Westlake Boys and Westlake Girls high schools had been notified.

"The family members who attend these schools are not symptomatic and are now at home in isolation. They did not travel to Italy, are both well and are being monitored," Bloomfield said.

"The Ministries of Education and Health will work together to provide the schools with appropriate advice and support. The Ministries also want to emphasise that contacts of contacts are not risk."

A letter from the Auckland Regional Public Health Service to parents who have children at Westlake Boys' and Westlake Girls' High says:

"This disease is managed the same way as other infectious diseases, like mumps, where people who are close contacts – but do not have the disease – are kept away from others, in case they become contagious.

"There will be high levels of anxiety amongst parents and students, and there will be commentary in social and other media.

"Please understand that people are not considered at risk if they have been close to a contact – as the contact does not have the disease. Contacts of contacts do not have to take any action such as isolating themselves," the letter says.

Bloomfield said the airports involved would not need to take any additional measures as people moved through them quickly.

Airports and aircraft also had regular, rigid cleaning routines.

The medical centres visited by the woman were being contacted, he said.

He noted a World Health Organisation report that said that human-to-human Covid-19 transmission was happening mainly in families.

"Data on individuals 18 years and under suggest there is a relatively low attack rate in this age group - 2.4 per cent of all reported cases.

"Even in those families where there is transmission, it's less than 10 per cent of family members who become symptomatic or get the virus."

He said the virus is spread through droplets from coughing and sneezing.

"There is very clear data from China that people who don't have symptoms are not ones who spread the virus."
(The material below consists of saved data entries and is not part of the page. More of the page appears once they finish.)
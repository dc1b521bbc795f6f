//! Descriptive statistics for exploratory analysis.

use super::{DataError, Dataset};
use serde::{Deserialize, Serialize};

/// Descriptive statistics of one numeric column.
///
/// Variance and standard deviation are population moments; skewness and
/// kurtosis are the biased moment estimators, kurtosis reported as excess.
#[derive(Debug, Clone, PartialEq, Serialize, Deserialize)]
pub struct SummaryStatistics {
    pub count: usize,
    #[serde(with = "crate::utils::serde_float")]
    pub min: f64,
    #[serde(with = "crate::utils::serde_float")]
    pub q1: f64,
    #[serde(with = "crate::utils::serde_float")]
    pub median: f64,
    #[serde(with = "crate::utils::serde_float")]
    pub q3: f64,
    #[serde(with = "crate::utils::serde_float")]
    pub max: f64,
    #[serde(with = "crate::utils::serde_float")]
    pub range: f64,
    #[serde(with = "crate::utils::serde_float")]
    pub mean: f64,
    #[serde(with = "crate::utils::serde_float")]
    pub variance: f64,
    #[serde(with = "crate::utils::serde_float")]
    pub std_dev: f64,
    #[serde(with = "crate::utils::serde_float")]
    pub iqr: f64,
    #[serde(with = "crate::utils::serde_float")]
    pub skewness: f64,
    #[serde(with = "crate::utils::serde_float")]
    pub kurtosis: f64,
}

/// Pearson correlations between named columns.
#[derive(Debug, Clone, PartialEq, Serialize, Deserialize)]
pub struct CorrelationMatrix {
    pub columns: Vec<String>,
    /// Row-major `k × k` coefficients.
    #[serde(with = "crate::utils::serde_float::nested")]
    pub values: Vec<Vec<f64>>,
}

impl CorrelationMatrix {
    /// Correlation between two named columns, if both are present.
    pub fn get(&self, a: &str, b: &str) -> Option<f64> {
        let i = self.columns.iter().position(|c| c == a)?;
        let j = self.columns.iter().position(|c| c == b)?;
        Some(self.values[i][j])
    }
}

/// Percentile with linear interpolation between order statistics.
///
/// `sorted` must be non-empty and ascending; `q` is in [0, 1].
fn percentile(sorted: &[f64], q: f64) -> f64 {
    let pos = q * (sorted.len() - 1) as f64;
    let lo = pos.floor() as usize;
    let hi = pos.ceil() as usize;
    let frac = pos - lo as f64;
    sorted[lo] + (sorted[hi] - sorted[lo]) * frac
}

/// Summarize a column of values. NaN entries are dropped first.
pub fn summarize(values: &[f64]) -> Result<SummaryStatistics, DataError> {
    let mut sorted: Vec<f64> = values.iter().copied().filter(|v| !v.is_nan()).collect();
    if sorted.is_empty() {
        return Err(DataError::Empty);
    }
    sorted.sort_by(f64::total_cmp);

    let n = sorted.len() as f64;
    let mean = sorted.iter().sum::<f64>() / n;

    let (m2, m3, m4) = sorted.iter().fold((0.0, 0.0, 0.0), |(m2, m3, m4), &v| {
        let d = v - mean;
        let d2 = d * d;
        (m2 + d2, m3 + d2 * d, m4 + d2 * d2)
    });
    let (m2, m3, m4) = (m2 / n, m3 / n, m4 / n);

    let (skewness, kurtosis) = if m2 > 0.0 {
        (m3 / m2.powf(1.5), m4 / (m2 * m2) - 3.0)
    } else {
        (f64::NAN, f64::NAN)
    };

    let min = sorted[0];
    let max = sorted[sorted.len() - 1];
    let q1 = percentile(&sorted, 0.25);
    let q3 = percentile(&sorted, 0.75);

    Ok(SummaryStatistics {
        count: sorted.len(),
        min,
        q1,
        median: percentile(&sorted, 0.5),
        q3,
        max,
        range: max - min,
        mean,
        variance: m2,
        std_dev: m2.sqrt(),
        iqr: q3 - q1,
        skewness,
        kurtosis,
    })
}

/// Indices whose absolute z-score exceeds `cutoff`.
pub fn zscore_outliers(values: &[f64], cutoff: f64) -> Vec<usize> {
    let n = values.len();
    if n == 0 {
        return Vec::new();
    }
    let mean = values.iter().sum::<f64>() / n as f64;
    let sd = (values.iter().map(|v| (v - mean).powi(2)).sum::<f64>() / n as f64).sqrt();
    if sd <= 0.0 || !sd.is_finite() {
        return Vec::new();
    }

    values
        .iter()
        .enumerate()
        .filter(|(_, &v)| ((v - mean) / sd).abs() > cutoff)
        .map(|(i, _)| i)
        .collect()
}

fn pearson(a: &[f64], b: &[f64]) -> f64 {
    let n = a.len() as f64;
    let mean_a = a.iter().sum::<f64>() / n;
    let mean_b = b.iter().sum::<f64>() / n;

    let mut sab = 0.0;
    let mut saa = 0.0;
    let mut sbb = 0.0;
    for (&x, &y) in a.iter().zip(b) {
        let dx = x - mean_a;
        let dy = y - mean_b;
        sab += dx * dy;
        saa += dx * dx;
        sbb += dy * dy;
    }

    if saa > 0.0 && sbb > 0.0 {
        sab / (saa * sbb).sqrt()
    } else {
        f64::NAN
    }
}

/// Pearson correlation matrix of the selected columns.
pub fn correlation_matrix<S: AsRef<str>>(
    dataset: &Dataset,
    columns: &[S],
) -> Result<CorrelationMatrix, DataError> {
    dataset.require_columns(columns)?;
    let data: Vec<&[f64]> = columns
        .iter()
        .map(|c| dataset.column(c.as_ref()))
        .collect::<Result<_, _>>()?;

    let k = data.len();
    let mut values = vec![vec![0.0; k]; k];
    for i in 0..k {
        values[i][i] = if pearson(data[i], data[i]).is_nan() {
            f64::NAN
        } else {
            1.0
        };
        for j in (i + 1)..k {
            let r = pearson(data[i], data[j]);
            values[i][j] = r;
            values[j][i] = r;
        }
    }

    Ok(CorrelationMatrix {
        columns: columns.iter().map(|c| c.as_ref().to_string()).collect(),
        values,
    })
}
The infected woman travelled on an Air New Zealand flight from Singapore. Photo / file

The infected woman travelled on an Air New Zealand flight from Singapore. Photo / file

Bloomfield also responded to reports that some people were feeling unwell but had been refused testing.

The fact that there had been 160 tests and only two positive ones meant "we are testing people who might not quite fit the case definition but there's enough suspicion".

He said the criteria for symptoms was not rigid, and clinical judgement was needed as well as a discussion with an infection diseases specialist.

"If there's any doubt, and we saw this with the first case, the clinicians will test."

New Zealand's first case of Covid-19 was confirmed last Friday. The patient, a person in their 60s, arrived from Iran via Bali on Emirates flight EK450 on February 26.

They were feeling unwell when they flew into New Zealand and they and their family wore masks on their flight, and they were admitted to Auckland City Hospital not long after arrival. They are in a stable condition and are recovering well.

Air NZ contacting customers

Air NZ says it is working closely with the Ministry of Health and government agencies to identify and proactively contact customers who travelled on the Singapore service and the two regional flights.

Air New Zealand chief medical officer Dr Ben Johnston says the airline has anticipated and planned for this scenario, and has a robust process in play to manage its response.

"We are working closely with the Ministry of Health to identify and proactively contact customers from these flights. This includes utilising our own contact centre staff," Johnston said.

"The health and safety of passengers and crew is Air New Zealand's top priority and our aircraft already undergo a thorough cleaning process, which includes cleaning surfaces such as tray tables and inflight entertainment screens with a disinfectant that kills viruses.

"We also remove all headsets, headrest covers, pillow covers, and blankets after every international flight. Domestic and regional services surfaces and bathrooms are wiped with disinfectant spray. The three aircraft this customer flew on will now also undergo a deep clean."